EXERCISE GOAL =
Starting at the top of the entries, restate word for word each line up to and including the one with "reg.register(KbListDirectoryTool);".

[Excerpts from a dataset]
**********
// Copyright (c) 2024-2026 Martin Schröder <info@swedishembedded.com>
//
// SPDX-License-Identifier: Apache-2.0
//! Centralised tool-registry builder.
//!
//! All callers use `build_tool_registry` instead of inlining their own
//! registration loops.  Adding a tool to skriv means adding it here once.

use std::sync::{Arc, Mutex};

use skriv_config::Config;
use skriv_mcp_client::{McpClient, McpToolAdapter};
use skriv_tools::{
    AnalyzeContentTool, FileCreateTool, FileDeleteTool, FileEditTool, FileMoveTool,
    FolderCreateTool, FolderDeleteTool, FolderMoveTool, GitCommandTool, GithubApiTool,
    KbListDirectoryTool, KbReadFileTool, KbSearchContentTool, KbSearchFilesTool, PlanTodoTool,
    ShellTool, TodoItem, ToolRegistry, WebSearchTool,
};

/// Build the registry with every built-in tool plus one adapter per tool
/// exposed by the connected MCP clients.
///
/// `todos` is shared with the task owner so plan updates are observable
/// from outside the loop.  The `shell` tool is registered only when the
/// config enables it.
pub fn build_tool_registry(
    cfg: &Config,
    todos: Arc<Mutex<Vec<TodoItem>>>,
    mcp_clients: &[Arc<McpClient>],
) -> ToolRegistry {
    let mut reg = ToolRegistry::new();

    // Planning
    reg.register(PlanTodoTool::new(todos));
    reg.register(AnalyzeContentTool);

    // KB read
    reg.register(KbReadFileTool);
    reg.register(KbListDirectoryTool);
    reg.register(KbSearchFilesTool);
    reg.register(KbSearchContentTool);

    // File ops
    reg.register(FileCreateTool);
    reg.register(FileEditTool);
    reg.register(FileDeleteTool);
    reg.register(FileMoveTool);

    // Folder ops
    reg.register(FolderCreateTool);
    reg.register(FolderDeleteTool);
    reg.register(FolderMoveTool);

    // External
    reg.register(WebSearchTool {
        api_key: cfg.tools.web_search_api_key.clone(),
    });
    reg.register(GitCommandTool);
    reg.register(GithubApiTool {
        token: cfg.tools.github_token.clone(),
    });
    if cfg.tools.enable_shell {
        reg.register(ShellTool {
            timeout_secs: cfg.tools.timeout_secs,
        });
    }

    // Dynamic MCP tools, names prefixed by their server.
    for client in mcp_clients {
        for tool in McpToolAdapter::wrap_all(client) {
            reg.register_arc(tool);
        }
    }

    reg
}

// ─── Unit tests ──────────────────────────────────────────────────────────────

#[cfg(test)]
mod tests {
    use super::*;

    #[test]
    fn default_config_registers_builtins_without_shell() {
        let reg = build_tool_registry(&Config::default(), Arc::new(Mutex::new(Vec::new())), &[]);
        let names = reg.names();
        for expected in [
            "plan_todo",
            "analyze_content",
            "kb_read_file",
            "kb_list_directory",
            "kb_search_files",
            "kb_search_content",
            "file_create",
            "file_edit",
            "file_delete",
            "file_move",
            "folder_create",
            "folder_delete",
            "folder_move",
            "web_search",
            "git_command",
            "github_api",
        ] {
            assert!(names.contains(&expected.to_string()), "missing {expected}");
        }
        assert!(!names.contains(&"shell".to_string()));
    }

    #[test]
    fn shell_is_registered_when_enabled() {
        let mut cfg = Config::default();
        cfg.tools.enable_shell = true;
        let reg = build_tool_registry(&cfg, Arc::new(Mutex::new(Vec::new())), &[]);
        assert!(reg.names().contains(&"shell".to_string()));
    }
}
**********
OUTPUT OF THE TASK =
// Copyright (c) 2024-2026 Martin Schröder <info@swedishembedded.com>
//
// SPDX-License-Identifier: Apache-2.0
//! Centralised tool-registry builder.
//!
//! All callers use `build_tool_registry` instead of inlining their own
//! registration loops.  Adding a tool to skriv means adding it here once.

use std::sync::{Arc, Mutex};

use skriv_config::Config;
use skriv_mcp_client::{McpClient, McpToolAdapter};
use skriv_tools::{
    AnalyzeContentTool, FileCreateTool, FileDeleteTool, FileEditTool, FileMoveTool,
    FolderCreateTool, FolderDeleteTool, FolderMoveTool, GitCommandTool, GithubApiTool,
    KbListDirectoryTool, KbReadFileTool, KbSearchContentTool, KbSearchFilesTool, PlanTodoTool,
    ShellTool, TodoItem, ToolRegistry, WebSearchTool,
};

/// Build the registry with every built-in tool plus one adapter per tool
/// exposed by the connected MCP clients.
///
/// `todos` is shared with the task owner so plan updates are observable
/// from outside the loop.  The `shell` tool is registered only when the
/// config enables it.
pub fn build_tool_registry(
    cfg: &Config,
    todos: Arc<Mutex<Vec<TodoItem>>>,
    mcp_clients: &[Arc<McpClient>],
) -> ToolRegistry {
    let mut reg = ToolRegistry::new();

    // Planning
    reg.register(PlanTodoTool::new(todos));
    reg.register(AnalyzeContentTool);

    // KB read
    reg.register(KbReadFileTool);
    reg.register(KbListDirectoryTool);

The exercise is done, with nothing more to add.